Records shown —
+===+
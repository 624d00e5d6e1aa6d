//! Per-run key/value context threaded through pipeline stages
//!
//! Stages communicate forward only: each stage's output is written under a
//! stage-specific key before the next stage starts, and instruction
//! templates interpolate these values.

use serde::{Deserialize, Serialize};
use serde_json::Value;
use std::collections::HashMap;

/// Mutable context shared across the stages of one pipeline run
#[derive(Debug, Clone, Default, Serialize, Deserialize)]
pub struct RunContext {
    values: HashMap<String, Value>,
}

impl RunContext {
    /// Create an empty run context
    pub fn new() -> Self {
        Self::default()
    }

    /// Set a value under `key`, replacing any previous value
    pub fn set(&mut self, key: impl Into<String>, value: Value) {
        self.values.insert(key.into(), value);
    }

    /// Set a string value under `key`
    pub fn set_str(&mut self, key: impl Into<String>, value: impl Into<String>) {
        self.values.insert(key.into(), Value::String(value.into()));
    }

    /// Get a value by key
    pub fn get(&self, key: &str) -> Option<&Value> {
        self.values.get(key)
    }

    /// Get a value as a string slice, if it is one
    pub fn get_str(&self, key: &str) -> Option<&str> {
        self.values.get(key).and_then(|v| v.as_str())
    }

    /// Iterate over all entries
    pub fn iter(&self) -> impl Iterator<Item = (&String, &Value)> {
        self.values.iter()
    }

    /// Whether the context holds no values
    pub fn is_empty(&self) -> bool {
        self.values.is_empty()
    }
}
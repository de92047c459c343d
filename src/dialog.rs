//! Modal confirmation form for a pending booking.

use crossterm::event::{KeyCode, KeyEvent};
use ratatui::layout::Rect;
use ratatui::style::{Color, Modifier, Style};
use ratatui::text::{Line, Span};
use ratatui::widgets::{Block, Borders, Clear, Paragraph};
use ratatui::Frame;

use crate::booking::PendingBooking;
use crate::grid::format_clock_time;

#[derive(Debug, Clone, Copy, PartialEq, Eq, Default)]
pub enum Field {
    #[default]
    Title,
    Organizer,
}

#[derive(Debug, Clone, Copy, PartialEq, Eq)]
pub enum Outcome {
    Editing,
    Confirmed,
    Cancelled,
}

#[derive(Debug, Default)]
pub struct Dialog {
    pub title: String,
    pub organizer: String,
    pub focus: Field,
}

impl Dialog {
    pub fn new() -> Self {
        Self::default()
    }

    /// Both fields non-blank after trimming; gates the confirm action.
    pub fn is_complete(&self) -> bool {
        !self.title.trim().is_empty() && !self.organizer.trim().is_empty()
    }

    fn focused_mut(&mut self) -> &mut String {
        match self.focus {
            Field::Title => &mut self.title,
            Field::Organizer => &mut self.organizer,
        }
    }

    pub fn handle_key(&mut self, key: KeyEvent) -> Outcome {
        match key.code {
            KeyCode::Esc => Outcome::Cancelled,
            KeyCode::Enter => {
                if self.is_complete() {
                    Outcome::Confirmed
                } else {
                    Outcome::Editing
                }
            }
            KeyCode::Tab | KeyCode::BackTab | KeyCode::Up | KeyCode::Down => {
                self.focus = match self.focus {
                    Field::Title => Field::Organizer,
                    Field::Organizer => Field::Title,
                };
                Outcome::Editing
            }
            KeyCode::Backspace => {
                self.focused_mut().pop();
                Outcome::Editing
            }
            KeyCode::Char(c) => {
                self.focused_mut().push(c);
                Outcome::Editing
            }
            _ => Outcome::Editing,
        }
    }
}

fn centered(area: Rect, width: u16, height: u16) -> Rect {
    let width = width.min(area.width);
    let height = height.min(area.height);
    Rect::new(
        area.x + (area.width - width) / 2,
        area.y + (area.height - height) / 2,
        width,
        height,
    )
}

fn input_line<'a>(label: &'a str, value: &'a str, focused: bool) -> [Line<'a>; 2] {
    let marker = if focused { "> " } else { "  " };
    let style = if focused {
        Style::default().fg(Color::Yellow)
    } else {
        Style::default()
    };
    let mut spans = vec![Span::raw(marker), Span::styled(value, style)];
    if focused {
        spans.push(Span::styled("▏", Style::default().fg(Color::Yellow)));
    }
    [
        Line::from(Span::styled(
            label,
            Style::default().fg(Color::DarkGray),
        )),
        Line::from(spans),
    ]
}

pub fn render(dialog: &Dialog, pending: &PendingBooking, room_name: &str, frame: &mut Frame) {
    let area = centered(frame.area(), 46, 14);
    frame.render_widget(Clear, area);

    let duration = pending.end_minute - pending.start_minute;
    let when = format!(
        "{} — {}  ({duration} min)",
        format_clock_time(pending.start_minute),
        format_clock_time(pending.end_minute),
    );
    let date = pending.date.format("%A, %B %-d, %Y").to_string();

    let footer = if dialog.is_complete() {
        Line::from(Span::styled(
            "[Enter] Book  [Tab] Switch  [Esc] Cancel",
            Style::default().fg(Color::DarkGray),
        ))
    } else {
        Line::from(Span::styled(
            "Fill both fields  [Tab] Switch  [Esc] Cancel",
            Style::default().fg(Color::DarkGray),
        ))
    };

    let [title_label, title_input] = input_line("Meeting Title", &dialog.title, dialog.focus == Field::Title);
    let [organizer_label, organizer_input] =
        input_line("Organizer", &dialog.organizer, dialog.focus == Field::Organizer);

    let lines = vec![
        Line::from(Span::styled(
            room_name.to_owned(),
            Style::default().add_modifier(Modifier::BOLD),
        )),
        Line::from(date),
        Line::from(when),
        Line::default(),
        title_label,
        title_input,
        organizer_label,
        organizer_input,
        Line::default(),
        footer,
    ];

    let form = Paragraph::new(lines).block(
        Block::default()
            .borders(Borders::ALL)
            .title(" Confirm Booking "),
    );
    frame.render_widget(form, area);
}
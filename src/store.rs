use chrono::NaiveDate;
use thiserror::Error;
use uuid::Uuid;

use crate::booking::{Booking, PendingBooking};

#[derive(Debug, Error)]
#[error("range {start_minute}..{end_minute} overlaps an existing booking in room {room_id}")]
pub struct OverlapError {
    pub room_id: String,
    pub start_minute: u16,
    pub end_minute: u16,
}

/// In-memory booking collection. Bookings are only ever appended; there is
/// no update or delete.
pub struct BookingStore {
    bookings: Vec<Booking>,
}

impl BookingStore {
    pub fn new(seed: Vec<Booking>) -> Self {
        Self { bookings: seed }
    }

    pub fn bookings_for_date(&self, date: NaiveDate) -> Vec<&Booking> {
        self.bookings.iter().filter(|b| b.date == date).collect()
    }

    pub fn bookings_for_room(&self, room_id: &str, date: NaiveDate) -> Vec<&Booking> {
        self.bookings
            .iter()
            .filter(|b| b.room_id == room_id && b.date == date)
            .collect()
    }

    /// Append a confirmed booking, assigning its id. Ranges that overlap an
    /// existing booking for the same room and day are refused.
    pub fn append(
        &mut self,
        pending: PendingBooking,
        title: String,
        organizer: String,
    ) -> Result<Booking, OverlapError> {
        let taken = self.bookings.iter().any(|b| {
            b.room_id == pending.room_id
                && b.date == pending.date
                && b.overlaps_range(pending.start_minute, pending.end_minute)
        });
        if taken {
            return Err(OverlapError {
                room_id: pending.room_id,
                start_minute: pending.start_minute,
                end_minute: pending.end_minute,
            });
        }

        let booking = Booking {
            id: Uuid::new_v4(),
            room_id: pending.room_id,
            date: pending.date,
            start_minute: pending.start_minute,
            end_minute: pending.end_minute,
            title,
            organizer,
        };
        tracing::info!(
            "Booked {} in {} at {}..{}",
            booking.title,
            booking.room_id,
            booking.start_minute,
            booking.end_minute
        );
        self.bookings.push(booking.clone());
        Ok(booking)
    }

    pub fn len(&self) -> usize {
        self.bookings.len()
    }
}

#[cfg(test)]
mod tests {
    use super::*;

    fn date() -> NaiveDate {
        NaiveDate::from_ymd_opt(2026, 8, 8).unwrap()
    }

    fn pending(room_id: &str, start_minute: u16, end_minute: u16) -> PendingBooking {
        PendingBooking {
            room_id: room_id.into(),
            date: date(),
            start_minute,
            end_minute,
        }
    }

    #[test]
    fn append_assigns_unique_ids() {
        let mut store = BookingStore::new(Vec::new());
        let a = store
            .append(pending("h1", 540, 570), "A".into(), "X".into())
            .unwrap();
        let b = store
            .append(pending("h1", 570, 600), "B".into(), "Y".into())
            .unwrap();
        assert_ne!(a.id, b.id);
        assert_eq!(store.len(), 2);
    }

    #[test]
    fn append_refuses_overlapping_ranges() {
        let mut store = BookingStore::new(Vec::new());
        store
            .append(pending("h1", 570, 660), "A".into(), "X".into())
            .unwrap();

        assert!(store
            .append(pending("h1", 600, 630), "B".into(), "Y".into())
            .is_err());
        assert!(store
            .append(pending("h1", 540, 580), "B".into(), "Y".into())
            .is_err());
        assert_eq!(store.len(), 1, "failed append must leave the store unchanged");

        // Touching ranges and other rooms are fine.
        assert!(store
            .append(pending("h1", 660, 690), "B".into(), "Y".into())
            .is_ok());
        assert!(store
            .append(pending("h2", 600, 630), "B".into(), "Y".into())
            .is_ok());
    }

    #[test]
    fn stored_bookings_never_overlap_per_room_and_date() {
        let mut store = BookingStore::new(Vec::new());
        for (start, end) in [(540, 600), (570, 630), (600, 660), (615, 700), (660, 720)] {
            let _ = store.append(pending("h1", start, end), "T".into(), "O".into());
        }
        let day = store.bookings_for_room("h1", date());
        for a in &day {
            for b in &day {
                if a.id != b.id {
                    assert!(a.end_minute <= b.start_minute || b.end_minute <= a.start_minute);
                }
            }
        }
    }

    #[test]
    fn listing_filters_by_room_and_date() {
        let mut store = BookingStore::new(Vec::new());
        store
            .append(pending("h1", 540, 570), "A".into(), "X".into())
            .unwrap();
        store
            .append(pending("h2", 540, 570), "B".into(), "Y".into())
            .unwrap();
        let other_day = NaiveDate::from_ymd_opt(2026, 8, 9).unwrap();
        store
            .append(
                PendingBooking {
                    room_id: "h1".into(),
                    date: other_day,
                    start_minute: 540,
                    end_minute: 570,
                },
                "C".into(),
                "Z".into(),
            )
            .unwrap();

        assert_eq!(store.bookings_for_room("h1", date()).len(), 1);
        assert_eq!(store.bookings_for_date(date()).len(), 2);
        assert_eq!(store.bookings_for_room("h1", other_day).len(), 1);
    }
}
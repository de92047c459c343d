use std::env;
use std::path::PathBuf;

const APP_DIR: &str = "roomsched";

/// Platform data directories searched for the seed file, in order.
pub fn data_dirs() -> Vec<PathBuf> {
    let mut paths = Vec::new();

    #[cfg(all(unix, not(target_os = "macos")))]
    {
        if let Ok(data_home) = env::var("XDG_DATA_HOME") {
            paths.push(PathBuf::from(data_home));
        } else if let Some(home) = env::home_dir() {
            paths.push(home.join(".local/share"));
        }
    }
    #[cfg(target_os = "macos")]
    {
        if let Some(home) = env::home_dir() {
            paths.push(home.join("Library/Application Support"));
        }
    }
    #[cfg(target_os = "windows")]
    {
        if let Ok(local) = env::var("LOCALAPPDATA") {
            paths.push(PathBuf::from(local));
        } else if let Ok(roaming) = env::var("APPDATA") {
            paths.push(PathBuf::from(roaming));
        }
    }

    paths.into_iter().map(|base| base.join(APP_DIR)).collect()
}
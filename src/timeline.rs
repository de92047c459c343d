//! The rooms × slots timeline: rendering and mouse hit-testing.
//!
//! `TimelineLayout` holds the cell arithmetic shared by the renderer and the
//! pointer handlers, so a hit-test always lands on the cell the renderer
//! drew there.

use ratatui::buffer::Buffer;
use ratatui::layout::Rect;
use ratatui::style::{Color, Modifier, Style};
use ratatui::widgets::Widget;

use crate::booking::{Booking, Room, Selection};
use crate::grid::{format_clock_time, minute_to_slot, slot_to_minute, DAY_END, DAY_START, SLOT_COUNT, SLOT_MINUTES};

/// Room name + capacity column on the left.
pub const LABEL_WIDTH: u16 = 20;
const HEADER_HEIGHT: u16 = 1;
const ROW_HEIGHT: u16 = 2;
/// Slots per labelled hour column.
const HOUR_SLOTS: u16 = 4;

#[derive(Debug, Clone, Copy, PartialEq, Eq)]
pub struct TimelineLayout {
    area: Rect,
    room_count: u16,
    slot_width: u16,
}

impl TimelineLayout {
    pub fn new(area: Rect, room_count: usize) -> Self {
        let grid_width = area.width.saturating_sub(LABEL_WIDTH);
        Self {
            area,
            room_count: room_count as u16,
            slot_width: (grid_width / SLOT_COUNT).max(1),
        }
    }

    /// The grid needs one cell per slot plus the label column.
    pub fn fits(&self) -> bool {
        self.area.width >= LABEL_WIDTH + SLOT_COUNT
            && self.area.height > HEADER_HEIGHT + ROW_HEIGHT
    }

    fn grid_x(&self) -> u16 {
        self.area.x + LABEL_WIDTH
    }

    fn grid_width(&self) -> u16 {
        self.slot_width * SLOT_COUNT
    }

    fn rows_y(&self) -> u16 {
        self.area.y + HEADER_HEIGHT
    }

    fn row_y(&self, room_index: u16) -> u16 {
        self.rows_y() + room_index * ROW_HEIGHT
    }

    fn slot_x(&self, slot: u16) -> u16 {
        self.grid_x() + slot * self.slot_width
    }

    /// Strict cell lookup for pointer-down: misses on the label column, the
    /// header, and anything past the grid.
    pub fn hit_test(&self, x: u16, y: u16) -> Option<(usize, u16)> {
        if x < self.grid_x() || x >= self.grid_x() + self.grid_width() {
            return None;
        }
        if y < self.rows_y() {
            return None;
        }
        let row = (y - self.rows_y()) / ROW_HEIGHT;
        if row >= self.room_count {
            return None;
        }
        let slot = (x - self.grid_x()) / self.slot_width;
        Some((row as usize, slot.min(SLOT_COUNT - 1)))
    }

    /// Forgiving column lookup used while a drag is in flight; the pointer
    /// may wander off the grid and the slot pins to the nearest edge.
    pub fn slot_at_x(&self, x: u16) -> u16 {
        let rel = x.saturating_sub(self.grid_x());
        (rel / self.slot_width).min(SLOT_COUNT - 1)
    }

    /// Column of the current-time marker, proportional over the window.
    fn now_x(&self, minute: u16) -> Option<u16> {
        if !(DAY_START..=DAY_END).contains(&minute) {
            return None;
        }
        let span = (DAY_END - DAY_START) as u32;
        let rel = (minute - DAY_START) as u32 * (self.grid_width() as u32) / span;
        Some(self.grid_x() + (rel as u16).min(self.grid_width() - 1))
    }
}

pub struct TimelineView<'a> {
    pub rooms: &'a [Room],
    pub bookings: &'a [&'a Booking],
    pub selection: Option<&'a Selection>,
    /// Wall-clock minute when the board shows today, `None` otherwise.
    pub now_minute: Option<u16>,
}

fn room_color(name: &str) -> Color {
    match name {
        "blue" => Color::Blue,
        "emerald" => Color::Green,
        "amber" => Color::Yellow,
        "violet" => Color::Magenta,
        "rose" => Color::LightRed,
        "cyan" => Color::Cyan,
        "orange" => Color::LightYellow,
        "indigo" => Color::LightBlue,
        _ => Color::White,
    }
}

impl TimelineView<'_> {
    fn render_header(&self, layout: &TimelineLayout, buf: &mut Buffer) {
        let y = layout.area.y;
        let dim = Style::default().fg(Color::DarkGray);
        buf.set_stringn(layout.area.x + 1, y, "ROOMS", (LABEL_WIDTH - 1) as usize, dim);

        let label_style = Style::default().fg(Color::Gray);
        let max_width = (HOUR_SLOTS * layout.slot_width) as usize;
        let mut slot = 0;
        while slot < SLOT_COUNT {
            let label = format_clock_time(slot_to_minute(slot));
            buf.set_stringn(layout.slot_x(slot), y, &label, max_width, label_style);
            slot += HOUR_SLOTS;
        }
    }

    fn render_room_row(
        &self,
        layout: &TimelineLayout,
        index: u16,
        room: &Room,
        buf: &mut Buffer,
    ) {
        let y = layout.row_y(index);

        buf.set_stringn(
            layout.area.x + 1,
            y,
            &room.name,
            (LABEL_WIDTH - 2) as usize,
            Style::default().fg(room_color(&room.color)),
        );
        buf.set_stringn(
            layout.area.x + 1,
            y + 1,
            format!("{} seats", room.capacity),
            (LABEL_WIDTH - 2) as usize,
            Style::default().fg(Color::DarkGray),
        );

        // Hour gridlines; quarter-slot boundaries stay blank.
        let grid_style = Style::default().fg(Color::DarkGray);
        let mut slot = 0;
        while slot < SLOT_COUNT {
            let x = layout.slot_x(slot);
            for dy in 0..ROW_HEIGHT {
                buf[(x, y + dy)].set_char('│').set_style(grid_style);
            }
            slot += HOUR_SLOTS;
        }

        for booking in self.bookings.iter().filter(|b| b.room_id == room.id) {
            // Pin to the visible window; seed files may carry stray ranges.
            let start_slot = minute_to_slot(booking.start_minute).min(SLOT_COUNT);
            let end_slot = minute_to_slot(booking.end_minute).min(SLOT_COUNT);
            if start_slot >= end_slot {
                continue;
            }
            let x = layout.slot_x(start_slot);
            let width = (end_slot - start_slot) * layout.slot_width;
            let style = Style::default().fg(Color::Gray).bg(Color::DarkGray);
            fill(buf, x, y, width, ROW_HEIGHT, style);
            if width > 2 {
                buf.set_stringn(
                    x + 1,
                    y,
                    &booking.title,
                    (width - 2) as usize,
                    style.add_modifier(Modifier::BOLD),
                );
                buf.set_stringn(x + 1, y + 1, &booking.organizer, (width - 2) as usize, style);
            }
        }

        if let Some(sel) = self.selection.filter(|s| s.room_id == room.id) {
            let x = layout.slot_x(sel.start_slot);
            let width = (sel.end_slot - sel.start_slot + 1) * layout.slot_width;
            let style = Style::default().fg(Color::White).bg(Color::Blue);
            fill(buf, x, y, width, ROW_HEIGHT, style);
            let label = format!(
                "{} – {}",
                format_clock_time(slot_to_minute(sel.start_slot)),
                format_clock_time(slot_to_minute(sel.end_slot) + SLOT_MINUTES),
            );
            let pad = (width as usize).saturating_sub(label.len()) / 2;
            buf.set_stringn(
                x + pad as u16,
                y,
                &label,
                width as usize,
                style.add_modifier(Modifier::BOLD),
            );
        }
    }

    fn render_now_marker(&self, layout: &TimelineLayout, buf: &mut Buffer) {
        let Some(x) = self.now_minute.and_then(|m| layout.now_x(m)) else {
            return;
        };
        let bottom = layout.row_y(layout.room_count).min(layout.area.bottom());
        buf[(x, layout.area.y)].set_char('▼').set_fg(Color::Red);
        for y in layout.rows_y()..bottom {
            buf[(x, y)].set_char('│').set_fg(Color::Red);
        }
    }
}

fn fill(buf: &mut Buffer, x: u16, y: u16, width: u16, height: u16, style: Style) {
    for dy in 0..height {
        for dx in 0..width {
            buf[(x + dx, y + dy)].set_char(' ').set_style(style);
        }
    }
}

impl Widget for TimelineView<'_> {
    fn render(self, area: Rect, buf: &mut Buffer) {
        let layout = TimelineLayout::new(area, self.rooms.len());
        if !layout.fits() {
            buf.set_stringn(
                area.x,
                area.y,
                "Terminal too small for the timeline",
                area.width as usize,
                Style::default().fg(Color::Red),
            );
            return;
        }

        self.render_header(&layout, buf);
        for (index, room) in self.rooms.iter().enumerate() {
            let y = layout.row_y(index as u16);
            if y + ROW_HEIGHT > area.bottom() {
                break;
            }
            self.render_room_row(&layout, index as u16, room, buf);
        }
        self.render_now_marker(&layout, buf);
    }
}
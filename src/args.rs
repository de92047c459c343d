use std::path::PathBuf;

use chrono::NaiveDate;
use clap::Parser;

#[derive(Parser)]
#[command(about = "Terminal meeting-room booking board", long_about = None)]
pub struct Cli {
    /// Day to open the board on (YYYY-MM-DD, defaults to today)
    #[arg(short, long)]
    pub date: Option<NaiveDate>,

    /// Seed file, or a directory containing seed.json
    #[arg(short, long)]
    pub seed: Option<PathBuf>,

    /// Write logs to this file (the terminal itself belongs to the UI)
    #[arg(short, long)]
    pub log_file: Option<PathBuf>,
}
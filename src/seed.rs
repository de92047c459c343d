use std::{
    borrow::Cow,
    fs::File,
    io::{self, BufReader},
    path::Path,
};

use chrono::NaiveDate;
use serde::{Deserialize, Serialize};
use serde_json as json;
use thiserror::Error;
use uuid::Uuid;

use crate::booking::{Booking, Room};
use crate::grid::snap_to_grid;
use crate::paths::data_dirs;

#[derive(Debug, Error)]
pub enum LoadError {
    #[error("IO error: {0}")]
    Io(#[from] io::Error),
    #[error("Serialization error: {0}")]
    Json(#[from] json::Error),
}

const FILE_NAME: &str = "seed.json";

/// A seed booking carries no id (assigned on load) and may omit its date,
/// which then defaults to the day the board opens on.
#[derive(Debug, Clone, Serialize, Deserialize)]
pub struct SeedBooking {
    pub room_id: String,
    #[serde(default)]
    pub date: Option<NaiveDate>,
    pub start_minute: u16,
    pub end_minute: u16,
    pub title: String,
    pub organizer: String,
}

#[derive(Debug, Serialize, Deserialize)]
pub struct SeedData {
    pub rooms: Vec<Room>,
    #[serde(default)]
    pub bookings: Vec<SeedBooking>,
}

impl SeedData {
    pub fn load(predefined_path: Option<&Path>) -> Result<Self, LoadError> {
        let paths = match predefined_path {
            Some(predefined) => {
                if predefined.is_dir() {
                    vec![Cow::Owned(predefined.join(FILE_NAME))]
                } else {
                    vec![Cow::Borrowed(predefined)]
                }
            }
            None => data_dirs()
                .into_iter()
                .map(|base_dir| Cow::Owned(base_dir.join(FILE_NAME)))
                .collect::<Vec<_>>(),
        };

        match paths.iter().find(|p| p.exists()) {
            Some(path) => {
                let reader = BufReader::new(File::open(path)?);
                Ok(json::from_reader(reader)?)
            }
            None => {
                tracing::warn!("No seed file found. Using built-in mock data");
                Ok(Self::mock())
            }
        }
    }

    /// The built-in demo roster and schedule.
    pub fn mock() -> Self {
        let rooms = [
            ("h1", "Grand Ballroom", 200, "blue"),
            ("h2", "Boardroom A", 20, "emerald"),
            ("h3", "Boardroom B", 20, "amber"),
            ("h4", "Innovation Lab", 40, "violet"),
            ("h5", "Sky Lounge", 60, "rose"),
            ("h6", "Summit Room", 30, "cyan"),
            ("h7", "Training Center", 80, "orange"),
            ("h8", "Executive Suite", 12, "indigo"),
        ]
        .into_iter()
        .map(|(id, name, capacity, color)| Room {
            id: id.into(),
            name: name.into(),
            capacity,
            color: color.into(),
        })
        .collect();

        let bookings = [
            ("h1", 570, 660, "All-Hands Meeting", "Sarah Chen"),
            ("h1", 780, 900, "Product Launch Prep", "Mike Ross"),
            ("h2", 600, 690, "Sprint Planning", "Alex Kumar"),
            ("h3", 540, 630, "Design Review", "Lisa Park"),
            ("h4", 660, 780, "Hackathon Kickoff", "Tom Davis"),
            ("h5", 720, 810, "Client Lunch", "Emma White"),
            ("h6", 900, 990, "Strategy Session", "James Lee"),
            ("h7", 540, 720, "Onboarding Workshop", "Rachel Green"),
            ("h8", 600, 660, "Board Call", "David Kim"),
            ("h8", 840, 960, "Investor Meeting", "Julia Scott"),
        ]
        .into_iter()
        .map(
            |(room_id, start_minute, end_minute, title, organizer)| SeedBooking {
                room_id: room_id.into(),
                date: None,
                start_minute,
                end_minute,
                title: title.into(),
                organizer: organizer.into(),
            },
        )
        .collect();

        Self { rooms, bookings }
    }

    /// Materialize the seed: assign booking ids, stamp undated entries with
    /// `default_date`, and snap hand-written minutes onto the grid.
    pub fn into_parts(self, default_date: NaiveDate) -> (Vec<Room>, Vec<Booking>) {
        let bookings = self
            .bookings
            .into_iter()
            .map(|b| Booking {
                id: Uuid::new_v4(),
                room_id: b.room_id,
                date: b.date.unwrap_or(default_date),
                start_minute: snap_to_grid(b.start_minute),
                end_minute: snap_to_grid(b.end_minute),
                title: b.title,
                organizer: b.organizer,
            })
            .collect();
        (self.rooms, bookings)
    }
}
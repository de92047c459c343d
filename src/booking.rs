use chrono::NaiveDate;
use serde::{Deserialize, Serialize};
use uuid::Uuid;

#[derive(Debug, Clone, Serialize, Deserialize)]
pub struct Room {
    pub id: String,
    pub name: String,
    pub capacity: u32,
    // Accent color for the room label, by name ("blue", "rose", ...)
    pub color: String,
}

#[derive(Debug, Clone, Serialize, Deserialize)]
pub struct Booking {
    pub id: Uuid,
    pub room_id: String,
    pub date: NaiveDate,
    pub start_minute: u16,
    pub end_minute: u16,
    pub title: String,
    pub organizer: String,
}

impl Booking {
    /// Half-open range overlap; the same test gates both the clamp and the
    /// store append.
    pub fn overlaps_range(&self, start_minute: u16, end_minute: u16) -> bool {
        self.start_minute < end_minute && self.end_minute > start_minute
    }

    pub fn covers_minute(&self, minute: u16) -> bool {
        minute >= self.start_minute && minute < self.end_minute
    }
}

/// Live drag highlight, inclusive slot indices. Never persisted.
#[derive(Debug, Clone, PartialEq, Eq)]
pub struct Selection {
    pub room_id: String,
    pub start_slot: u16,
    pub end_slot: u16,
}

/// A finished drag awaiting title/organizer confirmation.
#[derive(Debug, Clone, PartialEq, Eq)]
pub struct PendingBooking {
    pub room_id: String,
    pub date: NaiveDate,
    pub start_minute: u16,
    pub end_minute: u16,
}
+===+
Work request — Using the entries above, give again exactly the lines from the line holding "paths.push(PathBuf::from(data_home));" through the line holding "if let Ok(local)". Include both end lines and nothing else.

Answer to this exercise —
            paths.push(PathBuf::from(data_home));
        } else if let Some(home) = env::home_dir() {
            paths.push(home.join(".local/share"));
        }
    }
    #[cfg(target_os = "macos")]
    {
        if let Some(home) = env::home_dir() {
            paths.push(home.join("Library/Application Support"));
        }
    }
    #[cfg(target_os = "windows")]
    {
        if let Ok(local) = env::var("LOCALAPPDATA") {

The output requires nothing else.